Promenades ludiques

Les travaux touchent à leur fin... enfin ?

 

Cela fait maintenant plusieurs mois que notre ville est un vaste chantier.

 

Bientôt, le calme reviendra. Le chaos laissera place à de grandes esplanades pavées, ponctuées çà et là de bancs depuis lesquels les dijonnais pourront contempler la beauté du travail achevé. Les bruits des marteaux-piqueurs s'oublieront dans le calme assourdissant des chants d'oiseaux et le glissement imperceptible des rames de tramway.

 

Pourtant, cette perspective d'une ville propre et silencieuse a quelque chose d'angoissant.

 

Le vacarme des palissades qui tombent, les moteurs d'engins et les klaxons des automobilistes excédés avaient une connotation rassurante. La ville fourmillait de gilets fluorescents qui, par leurs cris et leurs rires, battaient le tempo d'une agglomération vivante.

 

Et surtout, que va-t-il rester de ces petits parcours incongrus qui ont fait notre quotidien ? Piétons, ne vous êtes-vous pas amusés de découvrir chaque jour un nouvel itinéraire pour vous rendre au travail ? N'était-il pas grisant d'emprunter des boyaux cernés de tôle cassis, d'enjamber des monticules de sable, de grimper sur des passerelles de fortunes ?

 

Un jeu de piste à grande échelle

 

Dans un souci de préserver Dijon de l'ennui, il faut rétablir l'aspect ludique de la ville en travaux. Le projet est simple et peu coûteux : Il suffit de garder quelques barrières, palissades, passerelles et autres accessoires métalliques.

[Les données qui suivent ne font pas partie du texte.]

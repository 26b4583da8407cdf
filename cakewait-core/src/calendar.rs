//! Month view: which birthdays fall on which day of a given month.

use std::collections::BTreeMap;

use anyhow::{bail, Result};
use chrono::{Datelike, NaiveDate, Weekday};
use tracing::warn;

use crate::record::BirthdayRecord;
use crate::recurrence::occurrence_in_year;

#[derive(Debug, Clone, PartialEq)]
pub struct MonthGrid<'a> {
    pub year: i32,
    pub month: u32,
    pub days_in_month: u32,
    pub first_weekday: Weekday,
    /// Day of month -> birthdays celebrated that day, ordered by name.
    pub by_day: BTreeMap<u32, Vec<&'a BirthdayRecord>>,
}

impl<'a> MonthGrid<'a> {
    pub fn build(records: &'a [BirthdayRecord], year: i32, month: u32) -> Result<Self> {
        let first = match NaiveDate::from_ymd_opt(year, month, 1) {
            Some(d) => d,
            None => bail!("invalid month: {year}-{month:02}"),
        };

        let mut by_day: BTreeMap<u32, Vec<&'a BirthdayRecord>> = BTreeMap::new();
        for (day, record) in birthdays_in_month(records, year, month) {
            by_day.entry(day).or_default().push(record);
        }

        Ok(Self {
            year,
            month,
            days_in_month: days_in_month(year, month),
            first_weekday: first.weekday(),
            by_day,
        })
    }

    pub fn total(&self) -> usize {
        self.by_day.values().map(Vec::len).sum()
    }

    /// Monday-first rows of 7 cells; `None` pads before day 1 and after the last day.
    pub fn weeks(&self) -> Vec<[Option<u32>; 7]> {
        let lead = self.first_weekday.num_days_from_monday() as usize;
        let mut cells: Vec<Option<u32>> = vec![None; lead];
        cells.extend((1..=self.days_in_month).map(Some));
        while cells.len() % 7 != 0 {
            cells.push(None);
        }

        cells
            .chunks(7)
            .map(|c| {
                let mut row = [None; 7];
                row.copy_from_slice(c);
                row
            })
            .collect()
    }
}

/// `(day, record)` pairs for birthdays celebrated in `year`/`month`, ordered by
/// day then name. Feb 29 birthdays land on Feb 28 in common years.
pub fn birthdays_in_month(
    records: &[BirthdayRecord],
    year: i32,
    month: u32,
) -> Vec<(u32, &BirthdayRecord)> {
    let mut out = Vec::new();

    for record in records {
        let birth = match record.birth_date() {
            Ok(d) => d,
            Err(e) => {
                warn!(record_id = %record.id, error = %e, "skipping record in month view");
                continue;
            }
        };
        if birth.month() != month {
            continue;
        }
        out.push((occurrence_in_year(birth, year).day(), record));
    }

    out.sort_by(|(da, a), (db, b)| da.cmp(db).then_with(|| a.name.cmp(&b.name)));
    out
}

pub fn days_in_month(year: i32, month: u32) -> u32 {
    let (ny, nm) = if month == 12 { (year + 1, 1) } else { (year, month + 1) };
    NaiveDate::from_ymd_opt(ny, nm, 1)
        .and_then(|d| d.pred_opt())
        .map(|d| d.day())
        .unwrap_or(31)
}

#[cfg(test)]
mod tests {
    use super::*;

    fn records() -> Vec<BirthdayRecord> {
        vec![
            BirthdayRecord::new("1", "Zoe", "1990-02-14"),
            BirthdayRecord::new("2", "Leap", "2000-02-29"),
            BirthdayRecord::new("3", "Ann", "1985-02-14"),
            BirthdayRecord::new("4", "March", "1985-03-01"),
            BirthdayRecord::new("5", "Bad", "1985-02-31"),
        ]
    }

    #[test]
    fn month_filter_orders_by_day_then_name() {
        let recs = records();
        let got: Vec<(u32, &str)> = birthdays_in_month(&recs, 2024, 2)
            .into_iter()
            .map(|(d, r)| (d, r.name.as_str()))
            .collect();
        assert_eq!(got, [(14, "Ann"), (14, "Zoe"), (29, "Leap")]);
    }

    #[test]
    fn leap_birthday_moves_to_28_in_common_year() {
        let recs = records();
        let grid = MonthGrid::build(&recs, 2023, 2).unwrap();
        assert_eq!(grid.days_in_month, 28);
        assert_eq!(grid.by_day[&28][0].name, "Leap");
        assert_eq!(grid.total(), 3);
    }

    #[test]
    fn weeks_cover_every_day() {
        let recs = records();
        // 2024-02-01 is a Thursday
        let grid = MonthGrid::build(&recs, 2024, 2).unwrap();
        let weeks = grid.weeks();
        assert_eq!(weeks[0][..3], [None, None, None]);
        assert_eq!(weeks[0][3], Some(1));
        let days: Vec<u32> = weeks.iter().flatten().flatten().copied().collect();
        assert_eq!(days, (1..=29).collect::<Vec<_>>());
    }

    #[test]
    fn rejects_invalid_month() {
        assert!(MonthGrid::build(&[], 2024, 13).is_err());
    }
}
//! Birthday record model + the create/edit form boundary.
//!
//! Records are stored exactly the way the app always kept them: camelCase keys
//! and a plain `YYYY-MM-DD` birth date that is read as a local calendar date.
//! Nothing here ever converts through a timezone.

use std::sync::LazyLock;

use chrono::{DateTime, NaiveDate, Utc};
use regex::Regex;
use serde::{Deserialize, Serialize};
use uuid::Uuid;

use crate::error::RecordError;

/// Persisted `birthDate` format.
pub const BIRTH_DATE_FORMAT: &str = "%Y-%m-%d";

static BIRTH_DATE_RE: LazyLock<Regex> = LazyLock::new(|| {
    Regex::new(r"^(?P<year>\d{4})-(?P<month>\d{2})-(?P<day>\d{2})$")
        .expect("birth date pattern is valid")
});

#[derive(Debug, Clone, PartialEq, Serialize, Deserialize)]
#[serde(rename_all = "camelCase")]
pub struct BirthdayRecord {
    pub id: String,
    pub name: String,

    /// Zero-padded `YYYY-MM-DD`, local calendar.
    pub birth_date: String,

    #[serde(default = "default_notification_enabled")]
    pub notification_enabled: bool,

    #[serde(default, skip_serializing_if = "Option::is_none")]
    pub relationship: Option<String>,
    #[serde(default, skip_serializing_if = "Option::is_none")]
    pub emoji: Option<String>,
    #[serde(default, skip_serializing_if = "Option::is_none")]
    pub notes: Option<String>,
    /// Photo reference kept from earlier saves; never edited here.
    #[serde(default, skip_serializing_if = "Option::is_none")]
    pub image: Option<String>,

    /// Epoch milliseconds on disk.
    #[serde(with = "epoch_millis", default = "Utc::now")]
    pub created_at: DateTime<Utc>,
}

/// `createdAt` is written as epoch milliseconds. Reads also accept an
/// RFC 3339 string.
mod epoch_millis {
    use chrono::{DateTime, TimeZone, Utc};
    use serde::{de, Deserialize, Deserializer, Serializer};

    #[derive(Deserialize)]
    #[serde(untagged)]
    enum Raw {
        Millis(i64),
        Fractional(f64),
        Text(String),
    }

    pub fn serialize<S: Serializer>(value: &DateTime<Utc>, s: S) -> Result<S::Ok, S::Error> {
        s.serialize_i64(value.timestamp_millis())
    }

    pub fn deserialize<'de, D: Deserializer<'de>>(d: D) -> Result<DateTime<Utc>, D::Error> {
        let millis = match Raw::deserialize(d)? {
            Raw::Millis(ms) => ms,
            Raw::Fractional(ms) => ms as i64,
            Raw::Text(text) => {
                return DateTime::parse_from_rfc3339(&text)
                    .map(|dt| dt.with_timezone(&Utc))
                    .map_err(de::Error::custom);
            }
        };
        Utc.timestamp_millis_opt(millis)
            .single()
            .ok_or_else(|| de::Error::custom(format!("createdAt out of range: {millis}")))
    }
}

fn default_notification_enabled() -> bool {
    true
}

impl BirthdayRecord {
    pub fn new(
        id: impl Into<String>,
        name: impl Into<String>,
        birth_date: impl Into<String>,
    ) -> Self {
        Self {
            id: id.into(),
            name: name.into(),
            birth_date: birth_date.into(),
            notification_enabled: true,
            relationship: None,
            emoji: None,
            notes: None,
            image: None,
            created_at: Utc::now(),
        }
    }

    pub fn with_notifications(mut self, enabled: bool) -> Self {
        self.notification_enabled = enabled;
        self
    }

    pub fn with_relationship(mut self, relationship: impl Into<String>) -> Self {
        self.relationship = Some(relationship.into());
        self
    }

    pub fn with_emoji(mut self, emoji: impl Into<String>) -> Self {
        self.emoji = Some(emoji.into());
        self
    }

    pub fn with_notes(mut self, notes: impl Into<String>) -> Self {
        self.notes = Some(notes.into());
        self
    }

    /// Parse the stored birth date.
    pub fn birth_date(&self) -> Result<NaiveDate, RecordError> {
        parse_birth_date(&self.birth_date)
    }
}

/// Strict `YYYY-MM-DD` parse into a local calendar date.
///
/// The components are taken verbatim, so `"1990-03-10"` is always March 10 1990
/// regardless of the machine's offset. Dates that do not exist on the calendar
/// (e.g. `"2001-02-29"`) are malformed.
pub fn parse_birth_date(value: &str) -> Result<NaiveDate, RecordError> {
    let malformed = || RecordError::MalformedDate {
        value: value.to_string(),
    };

    let caps = BIRTH_DATE_RE.captures(value.trim()).ok_or_else(malformed)?;
    let year: i32 = caps["year"].parse().map_err(|_| malformed())?;
    let month: u32 = caps["month"].parse().map_err(|_| malformed())?;
    let day: u32 = caps["day"].parse().map_err(|_| malformed())?;

    NaiveDate::from_ymd_opt(year, month, day).ok_or_else(malformed)
}

pub fn format_birth_date(date: NaiveDate) -> String {
    date.format(BIRTH_DATE_FORMAT).to_string()
}

/// Short display form, e.g. "Mar 10".
pub fn format_friendly(date: NaiveDate) -> String {
    date.format("%b %-d").to_string()
}

/// User-submitted form values for creating or editing a birthday.
#[derive(Debug, Clone, Default, PartialEq, Eq)]
pub struct RecordDraft {
    pub name: String,
    pub birth_date: String,
    pub notification_enabled: bool,
    pub relationship: Option<String>,
    pub emoji: Option<String>,
    pub notes: Option<String>,
}

impl RecordDraft {
    pub fn new(name: impl Into<String>, birth_date: impl Into<String>) -> Self {
        Self {
            name: name.into(),
            birth_date: birth_date.into(),
            notification_enabled: true,
            ..Self::default()
        }
    }

    /// Pre-populate a draft from an existing record (edit form).
    pub fn from_record(record: &BirthdayRecord) -> Self {
        Self {
            name: record.name.clone(),
            birth_date: record.birth_date.clone(),
            notification_enabled: record.notification_enabled,
            relationship: record.relationship.clone(),
            emoji: record.emoji.clone(),
            notes: record.notes.clone(),
        }
    }

    /// Reject drafts that must never reach storage.
    pub fn validate(&self) -> Result<NaiveDate, RecordError> {
        if self.name.trim().is_empty() {
            return Err(RecordError::MissingName);
        }
        if self.birth_date.trim().is_empty() {
            return Err(RecordError::MissingDate);
        }
        parse_birth_date(&self.birth_date)
    }

    /// Build a brand-new record with a fresh id.
    pub fn into_record(self) -> Result<BirthdayRecord, RecordError> {
        let date = self.validate()?;
        Ok(BirthdayRecord {
            id: Uuid::new_v4().to_string(),
            name: self.name.trim().to_string(),
            birth_date: format_birth_date(date),
            notification_enabled: self.notification_enabled,
            relationship: non_empty(self.relationship),
            emoji: non_empty(self.emoji),
            notes: non_empty(self.notes),
            image: None,
            created_at: Utc::now(),
        })
    }

    /// Overwrite `record` in place. `id` and `created_at` never change.
    pub fn apply_to(self, record: &mut BirthdayRecord) -> Result<(), RecordError> {
        let date = self.validate()?;
        record.name = self.name.trim().to_string();
        record.birth_date = format_birth_date(date);
        record.notification_enabled = self.notification_enabled;
        record.relationship = non_empty(self.relationship);
        record.emoji = non_empty(self.emoji);
        record.notes = non_empty(self.notes);
        Ok(())
    }
}

fn non_empty(value: Option<String>) -> Option<String> {
    value
        .map(|v| v.trim().to_string())
        .filter(|v| !v.is_empty())
}

#[cfg(test)]
mod tests {
    use super::*;

    #[test]
    fn parses_local_components_verbatim() {
        let d = parse_birth_date("2000-02-29").unwrap();
        assert_eq!(d, NaiveDate::from_ymd_opt(2000, 2, 29).unwrap());
        assert_eq!(format_birth_date(d), "2000-02-29");
    }

    #[test]
    fn rejects_non_calendar_and_unpadded_dates() {
        for bad in ["2001-02-29", "1990-13-01", "1990-3-10", "10/03/1990", "", "abcd-ef-gh"] {
            assert!(
                matches!(parse_birth_date(bad), Err(RecordError::MalformedDate { .. })),
                "expected malformed: {bad}"
            );
        }
    }

    #[test]
    fn draft_requires_name_and_date() {
        assert_eq!(
            RecordDraft::new("  ", "1990-01-01").validate(),
            Err(RecordError::MissingName)
        );
        assert_eq!(
            RecordDraft::new("Alice", "").validate(),
            Err(RecordError::MissingDate)
        );
    }

    #[test]
    fn edit_keeps_identity() {
        let mut rec = RecordDraft::new("Alice", "1995-03-10").into_record().unwrap();
        let id = rec.id.clone();
        let created = rec.created_at;

        let mut draft = RecordDraft::from_record(&rec);
        draft.name = "Alice B.".to_string();
        draft.notes = Some("   ".to_string());
        draft.apply_to(&mut rec).unwrap();

        assert_eq!(rec.id, id);
        assert_eq!(rec.created_at, created);
        assert_eq!(rec.name, "Alice B.");
        assert_eq!(rec.notes, None);
    }

    #[test]
    fn serializes_with_persisted_keys() {
        let rec = BirthdayRecord::new("b1", "Bob", "1990-03-11").with_emoji("🎂");
        let json = serde_json::to_value(&rec).unwrap();
        assert_eq!(json["birthDate"], "1990-03-11");
        assert_eq!(json["notificationEnabled"], true);
        assert!(json.get("notes").is_none());
    }

    #[test]
    fn loads_records_saved_with_epoch_millis() {
        let json = r#"[{"id":"1700000000000","name":"Alice","birthDate":"1995-03-10","relationship":"Friend","image":"data:image/png;base64,AAAA","notificationEnabled":true,"createdAt":1700000000000}]"#;
        let records: Vec<BirthdayRecord> = serde_json::from_str(json).unwrap();

        let alice = &records[0];
        assert_eq!(alice.created_at.timestamp_millis(), 1_700_000_000_000);
        assert_eq!(alice.relationship.as_deref(), Some("Friend"));
        assert_eq!(alice.birth_date().unwrap(), NaiveDate::from_ymd_opt(1995, 3, 10).unwrap());

        let back = serde_json::to_value(alice).unwrap();
        assert_eq!(back["createdAt"], 1_700_000_000_000i64);
        assert_eq!(back["image"], "data:image/png;base64,AAAA");
    }

    #[test]
    fn created_at_also_reads_rfc3339() {
        let json = r#"{"id":"b","name":"Bob","birthDate":"1990-03-11","createdAt":"2024-03-01T12:00:00Z"}"#;
        let bob: BirthdayRecord = serde_json::from_str(json).unwrap();
        assert_eq!(bob.created_at.timestamp(), 1_709_294_400);
        assert!(bob.notification_enabled);
    }

    #[test]
    fn friendly_format() {
        let d = NaiveDate::from_ymd_opt(1995, 3, 9).unwrap();
        assert_eq!(format_friendly(d), "Mar 9");
    }
}
//! Delivery channels: how a matched reminder reaches the user.
//!
//! Channels are constructed explicitly from config and passed to whatever
//! runs the policy engine; nothing here is global. Each request carries a
//! stable tag (`<record id>:<bucket>`) and every channel treats a repeated tag
//! as "replace", not "add".

use anyhow::{bail, Context, Result};
use async_trait::async_trait;
use cakewait_core::{local_today, Bucket, NotificationMatch};
use chrono::{DateTime, NaiveDate, Utc};
use serde::{Deserialize, Serialize};
use std::collections::{BTreeMap, HashMap};
use std::path::PathBuf;
use tokio::fs;
use tokio::sync::Mutex;
use tracing::{debug, info};

#[derive(Debug, Clone, PartialEq, Eq, Serialize, Deserialize)]
pub struct DeliveryRequest {
    /// Stable tag; a channel replaces any alert already shown under it.
    pub id: String,
    pub title: String,
    pub body: String,
}

/// Map a match to its alert text. One template per bucket.
pub fn render(m: &NotificationMatch, name: &str) -> DeliveryRequest {
    let (title, body) = match m.bucket {
        Bucket::Today => (
            "🎂 Birthday Today!".to_string(),
            format!(
                "It's {}'s birthday! They turn {} today. Don't forget to wish them! 🎉",
                name, m.occurrence_age
            ),
        ),
        Bucket::Tomorrow => (
            "⏰ Birthday Tomorrow".to_string(),
            format!("{}'s birthday is tomorrow! Get ready! 🎈", name),
        ),
        Bucket::Week => (
            "📅 Birthday Next Week".to_string(),
            format!("{}'s birthday is in 7 days", name),
        ),
    };

    DeliveryRequest {
        id: m.tag(),
        title,
        body,
    }
}

#[derive(Debug, Clone, Copy, PartialEq, Eq, Serialize, Deserialize)]
#[serde(rename_all = "lowercase")]
pub enum Authorization {
    Granted,
    Denied,
    Unavailable,
}

#[async_trait]
pub trait DeliveryChannel: Send + Sync {
    fn name(&self) -> &str;

    /// Ask whether this channel may present alerts right now.
    async fn request_authorization(&self) -> Authorization;

    async fn deliver(&self, request: &DeliveryRequest) -> Result<()>;
}

/// Build channels by config name.
pub fn build_channels(names: &[String]) -> Result<Vec<Box<dyn DeliveryChannel>>> {
    let mut out: Vec<Box<dyn DeliveryChannel>> = Vec::new();
    for name in names {
        match name.trim() {
            "stdout" => out.push(Box::new(StdoutChannel::default())),
            "outbox" => out.push(Box::new(OutboxChannel::new(crate::state::outbox_path()?))),
            "desktop" => out.push(Box::new(DesktopChannel::detect())),
            other => bail!("unknown delivery channel '{other}' (expected stdout, outbox or desktop)"),
        }
    }
    Ok(out)
}

/// Prints alerts to the terminal.
///
/// A terminal cannot take back a line, so replacing a tag means not printing
/// it again: a tag already shown today with the same text is skipped.
#[derive(Default)]
pub struct StdoutChannel {
    shown: Mutex<HashMap<String, (NaiveDate, String)>>,
}

impl StdoutChannel {
    /// Remember `request` as shown on `day`; false if it already was.
    async fn first_showing(&self, request: &DeliveryRequest, day: NaiveDate) -> bool {
        let mut shown = self.shown.lock().await;
        let text = format!("{}\n{}", request.title, request.body);
        if shown.get(&request.id) == Some(&(day, text.clone())) {
            return false;
        }
        shown.insert(request.id.clone(), (day, text));
        true
    }
}

#[async_trait]
impl DeliveryChannel for StdoutChannel {
    fn name(&self) -> &str {
        "stdout"
    }

    async fn request_authorization(&self) -> Authorization {
        Authorization::Granted
    }

    async fn deliver(&self, request: &DeliveryRequest) -> Result<()> {
        if !self.first_showing(request, local_today()).await {
            debug!(tag = %request.id, "already shown today");
            return Ok(());
        }
        println!("{}\n  {}", request.title, request.body);
        Ok(())
    }
}

#[derive(Debug, Clone, PartialEq, Eq, Serialize, Deserialize)]
pub struct OutboxEntry {
    pub title: String,
    pub body: String,
    pub delivered_at: DateTime<Utc>,
}

/// JSON map of tag -> latest alert. Other tools (a phone bridge, a status bar
/// widget) read it; re-delivery under the same tag overwrites the entry.
pub struct OutboxChannel {
    path: PathBuf,
    lock: Mutex<()>,
}

impl OutboxChannel {
    pub fn new(path: impl Into<PathBuf>) -> Self {
        Self {
            path: path.into(),
            lock: Mutex::new(()),
        }
    }

    pub async fn read_entries(&self) -> Result<BTreeMap<String, OutboxEntry>> {
        if !fs::try_exists(&self.path).await.unwrap_or(false) {
            return Ok(BTreeMap::new());
        }
        let s = fs::read_to_string(&self.path)
            .await
            .with_context(|| format!("read {}", self.path.display()))?;
        if s.trim().is_empty() {
            return Ok(BTreeMap::new());
        }
        serde_json::from_str(&s).with_context(|| format!("parse {}", self.path.display()))
    }
}

#[async_trait]
impl DeliveryChannel for OutboxChannel {
    fn name(&self) -> &str {
        "outbox"
    }

    async fn request_authorization(&self) -> Authorization {
        let Some(parent) = self.path.parent() else {
            return Authorization::Unavailable;
        };
        if fs::create_dir_all(parent).await.is_err() {
            return Authorization::Unavailable;
        }
        match fs::metadata(parent).await {
            Ok(meta) if meta.permissions().readonly() => Authorization::Denied,
            Ok(_) => Authorization::Granted,
            Err(_) => Authorization::Unavailable,
        }
    }

    async fn deliver(&self, request: &DeliveryRequest) -> Result<()> {
        let _guard = self.lock.lock().await;

        let mut entries = self.read_entries().await?;
        let replaced = entries
            .insert(
                request.id.clone(),
                OutboxEntry {
                    title: request.title.clone(),
                    body: request.body.clone(),
                    delivered_at: Utc::now(),
                },
            )
            .is_some();

        let json = serde_json::to_string_pretty(&entries)?;
        let tmp = self.path.with_extension("tmp");
        fs::write(&tmp, json)
            .await
            .with_context(|| format!("write {}", tmp.display()))?;
        fs::rename(&tmp, &self.path)
            .await
            .with_context(|| format!("rename {} -> {}", tmp.display(), self.path.display()))?;
        debug!(tag = %request.id, replaced, "outbox updated");
        Ok(())
    }
}

/// Native desktop notifications: `notify-send` on Linux, `osascript` on macOS.
pub struct DesktopChannel {
    program: Option<PathBuf>,
}

impl DesktopChannel {
    pub fn detect() -> Self {
        let candidate = if cfg!(target_os = "macos") {
            "osascript"
        } else {
            "notify-send"
        };
        Self {
            program: which::which(candidate).ok(),
        }
    }
}

#[async_trait]
impl DeliveryChannel for DesktopChannel {
    fn name(&self) -> &str {
        "desktop"
    }

    async fn request_authorization(&self) -> Authorization {
        match self.program {
            Some(_) => Authorization::Granted,
            None => Authorization::Unavailable,
        }
    }

    async fn deliver(&self, request: &DeliveryRequest) -> Result<()> {
        let Some(program) = &self.program else {
            bail!("desktop notifications unavailable (notify-send/osascript not found)");
        };

        let mut cmd = tokio::process::Command::new(program);
        if cfg!(target_os = "macos") {
            let script = format!(
                r#"display notification "{}" with title "{}""#,
                escape_applescript(&request.body),
                escape_applescript(&request.title)
            );
            cmd.arg("-e").arg(script);
        } else {
            cmd.arg("--app-name=cakewait")
                .arg("--urgency=normal")
                // same tag replaces the notification on servers that honor it
                .arg(format!("--hint=string:x-canonical-private-synchronous:{}", request.id))
                .arg(&request.title)
                .arg(&request.body);
        }

        let output = cmd
            .output()
            .await
            .with_context(|| format!("running {}", program.display()))?;
        if !output.status.success() {
            let stderr = String::from_utf8_lossy(&output.stderr);
            bail!("desktop notification failed: {stderr}");
        }

        info!(tag = %request.id, "desktop notification shown");
        Ok(())
    }
}

fn escape_applescript(s: &str) -> String {
    s.replace('\\', "\\\\")
        .replace('"', "\\\"")
        .replace('\n', " ")
}

#[cfg(test)]
mod tests {
    use super::*;

    fn m(bucket: Bucket, age: i32) -> NotificationMatch {
        NotificationMatch {
            record_id: "r1".to_string(),
            bucket,
            occurrence_age: age,
        }
    }

    #[test]
    fn three_distinct_templates() {
        let today = render(&m(Bucket::Today, 29), "Alice");
        let tomorrow = render(&m(Bucket::Tomorrow, 34), "Bob");
        let week = render(&m(Bucket::Week, 24), "Cara");

        assert_eq!(today.id, "r1:today");
        assert_eq!(today.title, "🎂 Birthday Today!");
        assert!(today.body.contains("Alice"));
        assert!(today.body.contains("29"));
        assert_eq!(tomorrow.body, "Bob's birthday is tomorrow! Get ready! 🎈");
        assert_eq!(week.body, "Cara's birthday is in 7 days");
        assert_ne!(today.title, tomorrow.title);
        assert_ne!(tomorrow.title, week.title);
    }

    #[tokio::test]
    async fn outbox_replaces_by_tag() {
        let dir = tempfile::tempdir().unwrap();
        let outbox = OutboxChannel::new(dir.path().join("outbox.json"));
        assert_eq!(outbox.request_authorization().await, Authorization::Granted);

        let req = render(&m(Bucket::Tomorrow, 34), "Bob");
        outbox.deliver(&req).await.unwrap();
        outbox.deliver(&req).await.unwrap();
        outbox
            .deliver(&render(&m(Bucket::Week, 34), "Bob"))
            .await
            .unwrap();

        let entries = outbox.read_entries().await.unwrap();
        assert_eq!(entries.len(), 2);
        assert_eq!(entries["r1:tomorrow"].title, "⏰ Birthday Tomorrow");
    }

    #[tokio::test]
    async fn stdout_shows_a_tag_once_per_day() {
        let stdout = StdoutChannel::default();
        let day = NaiveDate::from_ymd_opt(2024, 3, 10).unwrap();
        let req = render(&m(Bucket::Today, 29), "Alice");

        assert!(stdout.first_showing(&req, day).await);
        assert!(!stdout.first_showing(&req, day).await);
        assert!(stdout.first_showing(&req, day.succ_opt().unwrap()).await);

        // edited record: same tag, new text
        let renamed = render(&m(Bucket::Today, 29), "Alicia");
        assert!(stdout.first_showing(&renamed, day).await);

        stdout.deliver(&req).await.unwrap();
        stdout.deliver(&req).await.unwrap();
        assert_eq!(stdout.shown.lock().await.len(), 1);
    }

    #[test]
    fn unknown_channel_is_rejected() {
        assert!(build_channels(&["pager".to_string()]).is_err());
    }

    #[tokio::test]
    async fn missing_desktop_tool_is_unavailable() {
        let ch = DesktopChannel { program: None };
        assert_eq!(ch.request_authorization().await, Authorization::Unavailable);
        assert!(ch.deliver(&render(&m(Bucket::Today, 1), "X")).await.is_err());
    }
}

Ce mobilier, mis à l'entière disposition des dijonnais, servirait à recréer des itinéraires aléatoires au milieu des places et au travers des rues. Ce jeu participatif permettrait aux habitants de retrouver la joie d'une nouvelle énigme labyrinthique chaque matin, échappant ainsi à la monotonie d'un parcours formaté par nos besoins.

 

Certes tout cela nous ferait perdre du temps, mais la découverte de la ville ne mérite-t-elle pas qu'on y consacre quelques minutes par jour ? Après tout, il faut bien trouver un moyen de gaspiller tout ce temps que le tramway risque de nous faire gagner.